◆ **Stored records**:

//! Whole-document generation.
//!
//! Drives the pipeline for every schema entry: resolve, assemble the
//! constructor, and render the constants class immediately followed by its
//! paired data class. Entries are independent of one another; output order
//! is schema order, then any constants tables in the order given.

use tracing::info;

use crate::constructor::assemble_constructor;
use crate::descriptor::{ResolvedEntry, literal_text, resolve_schema};
use crate::emit::ClassUnit;
use crate::error::GenerateResult;
use crate::schema::{SchemaDoc, TableDoc};

/// PHP open tag written at the start of the output stream.
const PHP_HEADER: &str = "<?php\n";

/// Generate the full output for a schema document plus any named constants
/// tables. Fails before producing any text if the schema is invalid.
pub fn generate(doc: &SchemaDoc, tables: &[(String, TableDoc)]) -> GenerateResult<String> {
    let entries = resolve_schema(doc)?;

    let mut out = String::from(PHP_HEADER);
    for entry in &entries {
        generate_entry(entry, &mut out)?;
    }
    for (name, table) in tables {
        generate_table(name, table, &mut out)?;
    }

    info!(
        entries = entries.len(),
        tables = tables.len(),
        bytes = out.len(),
        "generated class definitions"
    );
    Ok(out)
}

/// Render one entry's constants class and data-binding class, in that order.
pub fn generate_entry(entry: &ResolvedEntry, out: &mut String) -> GenerateResult<()> {
    let mut constants = ClassUnit::new(entry.constants_class());
    let mut data = ClassUnit::new(entry.data_class());

    for arg in &entry.args {
        constants.push_constant(arg.constant_name.as_str(), arg.raw_name.as_str());
        data.push_field(arg);
    }
    data.set_constructor(assemble_constructor(entry));

    constants.render(out)?;
    data.render(out)?;
    Ok(())
}

/// Render one constants-only class from a table document. Names are taken
/// verbatim (no normalization); in the sequence form each constant's value
/// equals its name.
pub fn generate_table(name: &str, table: &TableDoc, out: &mut String) -> GenerateResult<()> {
    let mut unit = ClassUnit::new(name);
    match table {
        TableDoc::Names(names) => {
            for n in names {
                unit.push_constant(n.as_str(), n.as_str());
            }
        }
        TableDoc::Values(map) => {
            for (key, value) in map {
                unit.push_constant(literal_text(key), literal_text(value));
            }
        }
    }
    unit.render(out)
}

#[cfg(test)]
mod tests {
    use super::*;
    use crate::schema::{parse_schema, parse_table};

    #[test]
    fn test_should_generate_login_example_end_to_end() {
        let doc = parse_schema(
            "- Login:\n    method: POST\n    arguments:\n      - username: string\n      - remember:\n          type: bool\n          default: false\n          true-comparison: \"=== 'on'\"\n",
        )
        .unwrap();

        let expected = "<?php\n\
                        \n\
                        class LoginArg {\n    \
                        const USERNAME = \"username\";\n    \
                        const REMEMBER = \"remember\";\n\
                        }\n\
                        \n\
                        class LoginArgs {\n    \
                        public string $username;\n    \
                        public bool $remember = false;\n\
                        \n    \
                        function __construct() {\n        \
                        if (!isset($_POST[LoginArg::USERNAME])) {\n            \
                        die();\n        \
                        }\n        \
                        $this->username = $_POST[LoginArg::USERNAME];\n        \
                        if (isset($_POST[LoginArg::REMEMBER])) {\n            \
                        $this->remember = $_POST[LoginArg::REMEMBER] === 'on';\n        \
                        }\n    \
                        }\n\
                        }\n";

        assert_eq!(generate(&doc, &[]).unwrap(), expected);
    }

    #[test]
    fn test_should_order_class_pairs_by_schema_order() {
        let doc = parse_schema(
            "- Beta:\n    method: GET\n    arguments:\n      - a: string\n- Alpha:\n    method: GET\n    arguments:\n      - b: string\n",
        )
        .unwrap();
        let out = generate(&doc, &[]).unwrap();

        let positions: Vec<usize> = ["class BetaArg ", "class BetaArgs ", "class AlphaArg ", "class AlphaArgs "]
            .iter()
            .map(|needle| out.find(*needle).unwrap())
            .collect();
        assert!(positions.windows(2).all(|w| w[0] < w[1]));
    }

    #[test]
    fn test_should_abort_without_output_on_schema_error() {
        let doc = parse_schema(
            "- Login:\n    method: POST\n    arguments:\n      - broken:\n          default: x\n",
        )
        .unwrap();
        assert!(generate(&doc, &[]).is_err());
    }

    #[test]
    fn test_should_render_tables_after_schema_entries() {
        let doc = parse_schema("- Login:\n    method: POST\n    arguments:\n      - username: string\n").unwrap();
        let keys = parse_table("- token\n- user-id\n").unwrap();
        let texts = parse_table("greeting: Hello there\n").unwrap();

        let out = generate(
            &doc,
            &[("SessionKey".to_owned(), keys), ("Text".to_owned(), texts)],
        )
        .unwrap();

        let args_at = out.find("class LoginArgs ").unwrap();
        let keys_at = out.find("class SessionKey ").unwrap();
        let texts_at = out.find("class Text ").unwrap();
        assert!(args_at < keys_at && keys_at < texts_at);
        assert!(out.contains("    const user-id = \"user-id\";\n"));
        assert!(out.contains("    const greeting = \"Hello there\";\n"));
    }
}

◆ **EXERCISE PROMPT**: Where the string "default" turns up in a line of the data above, copy that whole line.

◆ **EXERCISE SOLUTION**:
            "- Login:\n    method: POST\n    arguments:\n      - username: string\n      - remember:\n          type: bool\n          default: false\n          true-comparison: \"=== 'on'\"\n",
            "- Login:\n    method: POST\n    arguments:\n      - broken:\n          default: x\n",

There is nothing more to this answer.